• What is being asked
If a line in the entries contains the word "StubClient", list it.
[Start of Attachment]
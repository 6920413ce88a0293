//! Canned-response [`HttpClient`] for unit tests.

use std::sync::{Arc, Mutex};

use async_trait::async_trait;
use reqwest::header::HeaderMap;
use reqwest::{Request, Response};

use super::client::HttpClient;

#[derive(Clone)]
enum Reply {
    Respond { status: u16, body: Vec<u8> },
    Hang,
}

#[derive(Clone)]
struct Route {
    pattern: String,
    reply: Reply,
}

/// Answers each request with the first route whose pattern is a substring
/// of the request URL, or `404` if none matches. Clones share the request
/// log.
#[derive(Clone, Default)]
pub(crate) struct StubClient {
    routes: Vec<Route>,
    log: Arc<Mutex<Vec<(String, HeaderMap)>>>,
}

impl StubClient {
    pub(crate) fn new() -> Self {
        Self::default()
    }

    pub(crate) fn route(mut self, pattern: &str, status: u16, body: impl Into<Vec<u8>>) -> Self {
        self.routes.push(Route {
            pattern: pattern.to_string(),
            reply: Reply::Respond {
                status,
                body: body.into(),
            },
        });
        self
    }

    /// Requests matching `pattern` never complete.
    pub(crate) fn hang(mut self, pattern: &str) -> Self {
        self.routes.push(Route {
            pattern: pattern.to_string(),
            reply: Reply::Hang,
        });
        self
    }

    pub(crate) fn requested_urls(&self) -> Vec<String> {
        self.log
            .lock()
            .unwrap()
            .iter()
            .map(|(url, _)| url.clone())
            .collect()
    }

    pub(crate) fn requested_headers(&self, name: &str) -> Vec<Option<String>> {
        self.log
            .lock()
            .unwrap()
            .iter()
            .map(|(_, headers)| {
                headers
                    .get(name)
                    .and_then(|v| v.to_str().ok())
                    .map(str::to_string)
            })
            .collect()
    }
}

fn response(status: u16, body: Vec<u8>) -> Response {
    http::Response::builder()
        .status(status)
        .body(body)
        .unwrap()
        .into()
}

#[async_trait]
impl HttpClient for StubClient {
    async fn execute(&self, req: Request) -> reqwest::Result<Response> {
        let url = req.url().to_string();
        self.log
            .lock()
            .unwrap()
            .push((url.clone(), req.headers().clone()));

        let reply = self
            .routes
            .iter()
            .find(|r| url.contains(&r.pattern))
            .map(|r| r.reply.clone());

        match reply {
            Some(Reply::Respond { status, body }) => Ok(response(status, body)),
            Some(Reply::Hang) => std::future::pending().await,
            None => Ok(response(404, Vec::new())),
        }
    }
}
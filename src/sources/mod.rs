//! Feed sources: every variant fetches one upstream and normalizes it into
//! [`NormalizedEntity`] values inside the configured region.

pub mod departures;
pub mod mock;
pub mod vehicles;

pub use departures::DepartureBoardSource;
pub use mock::MockSource;
pub use vehicles::VehicleTelemetrySource;

use async_trait::async_trait;
use chrono::{DateTime, Utc};

use crate::error::PipelineError;
use crate::model::NormalizedEntity;

#[async_trait]
pub trait FeedSource: Send + Sync {
    /// Short label used in logs.
    fn name(&self) -> &'static str;

    /// Fetches and normalizes one snapshot. `captured_at` is stamped on
    /// every returned entity.
    async fn fetch(&self, captured_at: DateTime<Utc>)
    -> Result<Vec<NormalizedEntity>, PipelineError>;
}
[End of Attachment]
• Solution
pub(crate) struct StubClient {
impl StubClient {
impl HttpClient for StubClient {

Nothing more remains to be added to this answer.